Un trouble s’éleva dans mon ame éperdue,
Mes yeux ne voyaient plus, je ne pouvais parler,
Je sentis tout mon corps et transir et brûler.

Chose étrange ! le pieux Racine, en lutte avec Euripide sur un sujet antique, va risquer sur notre théâtre, au second acte de sa pièce, une situation devant laquelle a reculé un poète qui croyait en Vénus. Dans la pièce grecque, la confidente, ou, pour mieux dire, la nourrice, reçoit seule l’aveu de Phèdre. Hippolyte ne voit point la femme de son père rougir et trembler devant lui. C’est une esclave qui se charge de faire entendre au fils de Thésée des paroles indignes d’une reine. Phèdre, quand elle apprend que son amour est repoussé, se décide, comme Didon, avec une résignation farouche, à quitter la vie ; seulement, par une fatale inspiration d’implacable vengeance, elle cache dans ses vêtemens un billet accusateur qui doit être l’arrêt de mort d’Hippolyte.
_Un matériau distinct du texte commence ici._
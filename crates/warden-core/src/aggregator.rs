//! Per-user effective permission sets and their cache.
//!
//! The effective set of a user is the union of the resolved sets of all
//! assigned roles plus direct grants, materialized to full `Permission`
//! values in catalog order. It is derived state: the cache may be dropped at
//! any time and is rebuilt from the current snapshot on the next request.
//!
//! Cache entries remember the snapshot they were computed against. After a
//! snapshot swap every older entry is ignored, so permissions resolved
//! against two different role graphs are never mixed. An optional TTL bounds
//! how long an entry can outlive a missed `invalidate` call.

use std::{
    collections::HashSet,
    sync::Arc,
    time::{Duration, Instant},
};

use chrono::{DateTime, Utc};
use dashmap::DashMap;
use tracing::{debug, warn};

use warden_contracts::{
    ids::{PermissionId, SnapshotId, UserId},
    permission::Permission,
    user::UserAuth,
};

use crate::snapshot::PolicySnapshot;

/// The fully resolved, de-duplicated permissions one user holds.
#[derive(Debug, Clone)]
pub struct EffectivePermissions {
    pub user_id: UserId,
    pub snapshot_id: SnapshotId,
    pub computed_at: DateTime<Utc>,
    /// In catalog declaration order.
    permissions: Vec<Arc<Permission>>,
    ids: HashSet<PermissionId>,
}

impl EffectivePermissions {
    pub fn contains(&self, id: &str) -> bool {
        self.ids.contains(id)
    }

    pub fn get(&self, id: &str) -> Option<&Arc<Permission>> {
        if !self.contains(id) {
            return None;
        }
        self.permissions.iter().find(|p| p.id.as_str() == id)
    }

    /// Entries granting `action` on `resource`, in catalog order.
    pub fn candidates<'a>(
        &'a self,
        resource: &'a str,
        action: &'a str,
    ) -> impl Iterator<Item = &'a Arc<Permission>> + 'a {
        self.permissions.iter().filter(move |p| p.matches(resource, action))
    }

    pub fn permissions(&self) -> &[Arc<Permission>] {
        &self.permissions
    }

    pub fn ids(&self) -> impl Iterator<Item = &PermissionId> {
        self.permissions.iter().map(|p| &p.id)
    }

    pub fn len(&self) -> usize {
        self.permissions.len()
    }

    pub fn is_empty(&self) -> bool {
        self.permissions.is_empty()
    }
}

struct CacheEntry {
    value: Arc<EffectivePermissions>,
    stored_at: Instant,
}

/// Computes and caches effective permission sets, keyed by user id.
pub struct PermissionAggregator {
    cache: DashMap<UserId, CacheEntry>,
    ttl: Option<Duration>,
}

impl PermissionAggregator {
    /// `ttl = None` keeps entries until they are invalidated or the snapshot
    /// changes.
    pub fn new(ttl: Option<Duration>) -> Self {
        Self {
            cache: DashMap::new(),
            ttl,
        }
    }

    /// Return the user's effective set, from cache when still valid.
    pub fn compute_effective_permissions(
        &self,
        snapshot: &PolicySnapshot,
        user: &UserAuth,
    ) -> Arc<EffectivePermissions> {
        let cached = self.cache.get(&user.id).and_then(|entry| {
            let same_snapshot = entry.value.snapshot_id == snapshot.id;
            let fresh = self.ttl.map_or(true, |ttl| entry.stored_at.elapsed() < ttl);
            (same_snapshot && fresh).then(|| entry.value.clone())
        });
        if let Some(hit) = cached {
            return hit;
        }

        let computed = Arc::new(Self::materialize(snapshot, user));
        debug!(
            user_id = %user.id,
            snapshot_id = %snapshot.id,
            permissions = computed.len(),
            "effective permissions computed"
        );
        self.cache.insert(
            user.id.clone(),
            CacheEntry {
                value: computed.clone(),
                stored_at: Instant::now(),
            },
        );
        computed
    }

    /// Compute a user's effective set without touching the cache.
    ///
    /// Roles that cannot be resolved (unknown or quarantined) and direct
    /// grants missing from the catalog contribute nothing.
    pub fn materialize(snapshot: &PolicySnapshot, user: &UserAuth) -> EffectivePermissions {
        let mut ids: HashSet<PermissionId> = HashSet::new();

        for role_id in &user.role_ids {
            match snapshot.roles.resolve_effective_permissions(role_id) {
                Ok(set) => ids.extend(set.iter().cloned()),
                Err(e) => warn!(
                    user_id = %user.id,
                    role_id = %role_id,
                    error = %e,
                    "assigned role does not resolve; ignoring it"
                ),
            }
        }

        for permission in &user.direct_permissions {
            if snapshot.catalog.contains(permission.as_str()) {
                ids.insert(permission.clone());
            } else {
                warn!(
                    user_id = %user.id,
                    permission_id = %permission,
                    "direct grant references unknown permission; ignoring it"
                );
            }
        }

        let permissions: Vec<Arc<Permission>> = snapshot
            .catalog
            .iter()
            .filter(|p| ids.contains(p.id.as_str()))
            .cloned()
            .collect();

        EffectivePermissions {
            user_id: user.id.clone(),
            snapshot_id: snapshot.id,
            computed_at: Utc::now(),
            permissions,
            ids,
        }
    }

    pub fn invalidate(&self, user_id: &UserId) {
        self.cache.remove(user_id);
    }

    pub fn invalidate_users<'a>(&self, user_ids: impl IntoIterator<Item = &'a UserId>) {
        for user_id in user_ids {
            self.cache.remove(user_id);
        }
    }

    pub fn invalidate_all(&self) {
        self.cache.clear();
    }

    /// Number of cached entries, including stale ones not yet replaced.
    pub fn cached_len(&self) -> usize {
        self.cache.len()
    }
}

impl Default for PermissionAggregator {
    fn default() -> Self {
        Self::new(Some(Duration::from_secs(60)))
    }
}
Avec ce goût un peu brutal de la muse latine, Sénèque, après avoir déjà fait de sa Phèdre une sorte de furie amoureuse, Sénèque hasarde cette situation monstrueuse, dont tout le génie du monde ne fera jamais disparaître le côté choquant et contre nature, d’un homme qui repousse les attaques d’une femme. Une ancienne édition de ses tragédies nous offre, en tête de cette scène, l’argument qui suit, écrit par un naïf commentateur dans un latin que je traduis littéralement : « Phèdre livre assaut avec toutes ses forces à la pudeur du jeune homme, et ne parvient pas à s’en emparer. » Toute la mâle simplicité du style biblique n’a pu sauver ce qu’il y a de ridicule dans le chaste effroi de Joseph et dans son pieux respect pour la couche de Putiphar. Dans les scènes de cette nature, le rôle de la femme sera toujours révoltant, le rôle de l’homme toujours grotesque. Eh bien ! Racine cependant s’est écarté d’Euripide pour imiter Sénèque; et comme il sentait mieux que tout autre, lui le poète du goût délicat par excellence, ce que pouvait amener de blessant une situation pareille, il s’est cru obligé de voiler sous toutes les recherches du langage le sauvage éclat qu’une flamme aussi impétueuse devait jeter dans cette déclaration. De là ces vers délicieux, mais d’une grace trop savante dans leur tour, qu’aurait pu débiter à Louis XIV, lorsqu’il avait vingt ans, une femme de la cour habillée en Pomone ou en Flore pour une mascarade galante :

Charmant, jeune, traînant tous les cœurs après soi,
Tel qu’on dépeint les dieux et tel que je vous voi.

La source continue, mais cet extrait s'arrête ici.